*** Data supplied

//! Immutable policy table and compiled role rules.
//!
//! The table maps an access tag to the permissions it defines, and each
//! permission to the ordered roles allowed to exercise it. Role names are
//! compiled into [`RoleRule`] once, when the table is built, so evaluation
//! never dispatches on raw strings.

use std::collections::BTreeMap;
use std::fs::File;
use std::io::{BufReader, Read};
use std::path::Path;

use serde::{Deserialize, Serialize};

use crate::constants::roles;
use crate::error::{AccessError, Result};

/// Permission keyword → allowed roles, for one tag.
pub type PermissionRules = BTreeMap<String, Vec<RoleRule>>;

type RawPolicy = BTreeMap<String, BTreeMap<String, Vec<String>>>;

static NO_PERMISSIONS: PermissionRules = BTreeMap::new();

/// An allowed-role entry, resolved to the check it requires.
#[derive(Debug, Clone, PartialEq, Eq, Hash, Serialize, Deserialize)]
#[serde(into = "String", from = "String")]
pub enum RoleRule {
    /// Anyone, authenticated or not.
    NoAuthRequired,
    /// Any authenticated caller.
    RegisteredUser,
    /// The caller created the resource under evaluation.
    ResourceCreatedUser,
    /// The caller is the user the request targets.
    CreatedUser,
    /// The caller owns the project under evaluation.
    ProjectOwner,
    /// The caller is a member of the project under evaluation.
    ProjectMember,
    /// A static role assigned by the identity provider.
    Named(String),
}

impl RoleRule {
    #[must_use]
    pub fn parse(name: &str) -> Self {
        match name {
            roles::NO_AUTH_REQUIRED => Self::NoAuthRequired,
            roles::REGISTERED_USER => Self::RegisteredUser,
            roles::RESOURCE_CREATED_USER => Self::ResourceCreatedUser,
            roles::CREATED_USER => Self::CreatedUser,
            roles::PROJECT_OWNER => Self::ProjectOwner,
            roles::PROJECT_MEMBER => Self::ProjectMember,
            other => Self::Named(other.to_string()),
        }
    }

    /// Role name as written in the policy and in caller role lists.
    #[must_use]
    pub fn name(&self) -> &str {
        match self {
            Self::NoAuthRequired => roles::NO_AUTH_REQUIRED,
            Self::RegisteredUser => roles::REGISTERED_USER,
            Self::ResourceCreatedUser => roles::RESOURCE_CREATED_USER,
            Self::CreatedUser => roles::CREATED_USER,
            Self::ProjectOwner => roles::PROJECT_OWNER,
            Self::ProjectMember => roles::PROJECT_MEMBER,
            Self::Named(name) => name.as_str(),
        }
    }
}

impl From<String> for RoleRule {
    fn from(value: String) -> Self {
        Self::parse(&value)
    }
}

impl From<RoleRule> for String {
    fn from(value: RoleRule) -> Self {
        value.name().to_string()
    }
}

/// Fixed policy, constructed once and owned by the engine.
#[derive(Debug, Clone, PartialEq, Eq, Serialize, Deserialize)]
#[serde(try_from = "RawPolicy", into = "RawPolicy")]
pub struct PolicyTable {
    pub(super) rules: BTreeMap<String, PermissionRules>,
}

impl PolicyTable {
    /// Build a table from `(tag, [(permission, [role, ...])])` entries.
    ///
    /// Every defined permission must allow at least one role; an absent pair is
    /// how "grants nothing" is expressed.
    pub fn from_entries<'a, T, P, R>(entries: T) -> Result<Self>
    where
        T: IntoIterator<Item = (&'a str, P)>,
        P: IntoIterator<Item = (&'a str, R)>,
        R: IntoIterator<Item = &'a str>,
    {
        let mut rules = BTreeMap::new();
        for (tag, permissions) in entries {
            let mut compiled = PermissionRules::new();
            for (permission, allowed) in permissions {
                let allowed: Vec<RoleRule> = allowed.into_iter().map(RoleRule::parse).collect();
                if allowed.is_empty() {
                    return Err(AccessError::InvalidPolicy {
                        reason: format!("{tag}/{permission} allows no roles"),
                    });
                }
                compiled.insert(permission.to_string(), allowed);
            }
            rules.insert(tag.to_string(), compiled);
        }
        Ok(Self { rules })
    }

    pub fn from_json_str(raw: &str) -> Result<Self> {
        Ok(serde_json::from_str(raw)?)
    }

    pub fn from_json_reader<R: Read>(reader: R) -> Result<Self> {
        Ok(serde_json::from_reader(reader)?)
    }

    pub fn from_json_file<P: AsRef<Path>>(path: P) -> Result<Self> {
        let file = File::open(path.as_ref())?;
        let table = Self::from_json_reader(BufReader::new(file))?;
        tracing::debug!(
            path = %path.as_ref().display(),
            tags = table.rules.len(),
            "loaded access policy"
        );
        Ok(table)
    }

    pub fn to_json_string(&self) -> Result<String> {
        Ok(serde_json::to_string_pretty(self)?)
    }

    /// Permission rules for `tag`; an unknown tag yields an empty mapping.
    #[must_use]
    pub fn permissions_for(&self, tag: &str) -> &PermissionRules {
        self.rules.get(tag).unwrap_or(&NO_PERMISSIONS)
    }

    /// Allowed roles for `(tag, permission)`; empty when the pair is undefined.
    #[must_use]
    pub fn allowed_roles(&self, tag: &str, permission: &str) -> &[RoleRule] {
        self.permissions_for(tag)
            .get(permission)
            .map(Vec::as_slice)
            .unwrap_or(&[])
    }

    #[must_use]
    pub fn contains_tag(&self, tag: &str) -> bool {
        self.rules.contains_key(tag)
    }

    pub fn tags(&self) -> impl Iterator<Item = &str> {
        self.rules.keys().map(String::as_str)
    }
}

impl TryFrom<RawPolicy> for PolicyTable {
    type Error = AccessError;

    fn try_from(raw: RawPolicy) -> Result<Self> {
        Self::from_entries(raw.iter().map(|(tag, permissions)| {
            (
                tag.as_str(),
                permissions.iter().map(|(permission, allowed)| {
                    (permission.as_str(), allowed.iter().map(String::as_str))
                }),
            )
        }))
    }
}

impl From<PolicyTable> for RawPolicy {
    fn from(table: PolicyTable) -> Self {
        table
            .rules
            .into_iter()
            .map(|(tag, permissions)| {
                let permissions = permissions
                    .into_iter()
                    .map(|(permission, allowed)| {
                        (permission, allowed.into_iter().map(String::from).collect())
                    })
                    .collect();
                (tag, permissions)
            })
            .collect()
    }
}

#[cfg(test)]
mod tests {
    use super::*;

    #[test]
    fn unknown_tag_yields_empty_rules() {
        let table = PolicyTable::builtin();
        assert!(table.permissions_for("nonexistent-tag").is_empty());
        assert!(table.allowed_roles("nonexistent-tag", "edit").is_empty());
        assert!(!table.contains_tag("nonexistent-tag"));
    }

    #[test]
    fn dynamic_roles_compile_to_their_variants() {
        assert_eq!(RoleRule::parse("projectOwner"), RoleRule::ProjectOwner);
        assert_eq!(
            RoleRule::parse("AgAdmin"),
            RoleRule::Named("AgAdmin".to_string())
        );
        assert_eq!(RoleRule::parse("resourceCreatedUser").name(), "resourceCreatedUser");
    }

    #[test]
    fn empty_role_list_is_rejected() {
        let err = PolicyTable::from_json_str(r#"{"content":{"edit":[]}}"#).unwrap_err();
        assert!(err.to_string().contains("content/edit"));
    }

    #[test]
    fn json_round_trip_preserves_role_order() {
        let table = PolicyTable::builtin();
        let json = table.to_json_string().unwrap();
        let reloaded = PolicyTable::from_json_str(&json).unwrap();
        assert_eq!(reloaded, table);
        assert_eq!(
            reloaded.allowed_roles("meta-content", "edit"),
            [RoleRule::Named("SuperAdmin".to_string()), RoleRule::ResourceCreatedUser]
        );
    }
}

******

● Task description
Show every line of the listing in which the string "path" can be found.

● Answer to the exercise
use std::path::Path;
    pub fn from_json_file<P: AsRef<Path>>(path: P) -> Result<Self> {
        let file = File::open(path.as_ref())?;
            path = %path.as_ref().display(),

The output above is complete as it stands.